__What you need to do__: An exact reproduction of the data below is the required answer.

__Record extracts__:
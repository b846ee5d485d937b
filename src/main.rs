use std::net::SocketAddr;

use anyhow::Context;
use http::HeaderValue;
use tokio::signal;
use tower_http::cors::{Any, CorsLayer};
use tracing::{error, info, warn};

use posabit_reorder as api;

#[tokio::main]
async fn main() -> anyhow::Result<()> {
    let cfg = api::config::load_config()?;
    api::config::init_tracing(cfg.log_level(), cfg.log_json);
    api::handlers::health::init_start_time();

    let store = api::store::build_store(&cfg).context("failed to initialise store client")?;
    info!(
        backend = %cfg.store_backend,
        sales_table = %cfg.sales_table,
        inventory_table = %cfg.inventory_table,
        products_table = %cfg.products_table,
        "store client ready"
    );

    // Build CORS layer from config
    let origins: Vec<HeaderValue> = cfg
        .cors_origins()
        .iter()
        .filter_map(|origin| match HeaderValue::from_str(origin) {
            Ok(value) => Some(value),
            Err(_) => {
                warn!(origin = %origin, "ignoring invalid CORS origin");
                None
            }
        })
        .collect();

    let cors_layer = if origins.is_empty() {
        if cfg.is_production() {
            warn!("No CORS origins configured; browsers on other origins will be refused");
            CorsLayer::new()
        } else {
            info!("Using permissive CORS because explicit origins were not configured");
            CorsLayer::permissive()
        }
    } else {
        CorsLayer::new()
            .allow_origin(origins)
            .allow_methods(Any)
            .allow_headers(Any)
    };

    let bind_host = cfg.host.clone();
    let port = cfg.port;
    let app = api::app(api::AppState::new(cfg, store)).layer(cors_layer);

    let listener = tokio::net::TcpListener::bind((bind_host.as_str(), port))
        .await
        .with_context(|| format!("failed to bind {}:{}", bind_host, port))?;
    let addr: SocketAddr = listener.local_addr()?;
    info!("posabit-reorder listening on http://{}", addr);

    axum::serve(listener, app.into_make_service())
        .with_graceful_shutdown(shutdown_signal())
        .await?;

    info!("server stopped");
    Ok(())
}

async fn shutdown_signal() {
    let ctrl_c = async {
        if let Err(err) = signal::ctrl_c().await {
            error!("failed to install Ctrl+C handler: {}", err);
            std::future::pending::<()>().await;
        }
    };

    #[cfg(unix)]
    let terminate = async {
        use tokio::signal::unix::{signal, SignalKind};

        match signal(SignalKind::terminate()) {
            Ok(mut sigterm) => {
                sigterm.recv().await;
            }
            Err(err) => {
                error!("failed to install SIGTERM handler: {}", err);
                std::future::pending::<()>().await;
            }
        }
    };

    #[cfg(not(unix))]
    let terminate = std::future::pending::<()>();

    tokio::select! {
        _ = ctrl_c => {},
        _ = terminate => {},
    }
    info!("shutdown signal received");
}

__Task output__:
repository b846ee5d485d937b
filename src/main.rs
use std::net::SocketAddr;

use anyhow::Context;
use http::HeaderValue;
use tokio::signal;
use tower_http::cors::{Any, CorsLayer};
use tracing::{error, info, warn};

use posabit_reorder as api;

#[tokio::main]
async fn main() -> anyhow::Result<()> {
    let cfg = api::config::load_config()?;
    api::config::init_tracing(cfg.log_level(), cfg.log_json);
    api::handlers::health::init_start_time();

    let store = api::store::build_store(&cfg).context("failed to initialise store client")?;
    info!(
        backend = %cfg.store_backend,
        sales_table = %cfg.sales_table,
        inventory_table = %cfg.inventory_table,
        products_table = %cfg.products_table,
        "store client ready"
    );

    // Build CORS layer from config
    let origins: Vec<HeaderValue> = cfg
        .cors_origins()
        .iter()
        .filter_map(|origin| match HeaderValue::from_str(origin) {
            Ok(value) => Some(value),
            Err(_) => {
                warn!(origin = %origin, "ignoring invalid CORS origin");
                None
            }
        })
        .collect();

    let cors_layer = if origins.is_empty() {
        if cfg.is_production() {
            warn!("No CORS origins configured; browsers on other origins will be refused");
            CorsLayer::new()
        } else {
            info!("Using permissive CORS because explicit origins were not configured");
            CorsLayer::permissive()
        }
    } else {
        CorsLayer::new()
            .allow_origin(origins)
            .allow_methods(Any)
            .allow_headers(Any)
    };

    let bind_host = cfg.host.clone();
    let port = cfg.port;
    let app = api::app(api::AppState::new(cfg, store)).layer(cors_layer);

    let listener = tokio::net::TcpListener::bind((bind_host.as_str(), port))
        .await
        .with_context(|| format!("failed to bind {}:{}", bind_host, port))?;
    let addr: SocketAddr = listener.local_addr()?;
    info!("posabit-reorder listening on http://{}", addr);

    axum::serve(listener, app.into_make_service())
        .with_graceful_shutdown(shutdown_signal())
        .await?;

    info!("server stopped");
    Ok(())
}

async fn shutdown_signal() {
    let ctrl_c = async {
        if let Err(err) = signal::ctrl_c().await {
            error!("failed to install Ctrl+C handler: {}", err);
            std::future::pending::<()>().await;
        }
    };

    #[cfg(unix)]
    let terminate = async {
        use tokio::signal::unix::{signal, SignalKind};

        match signal(SignalKind::terminate()) {
            Ok(mut sigterm) => {
                sigterm.recv().await;
            }
            Err(err) => {
                error!("failed to install SIGTERM handler: {}", err);
                std::future::pending::<()>().await;
            }
        }
    };

    #[cfg(not(unix))]
    let terminate = std::future::pending::<()>();

    tokio::select! {
        _ = ctrl_c => {},
        _ = terminate => {},
    }
    info!("shutdown signal received");
}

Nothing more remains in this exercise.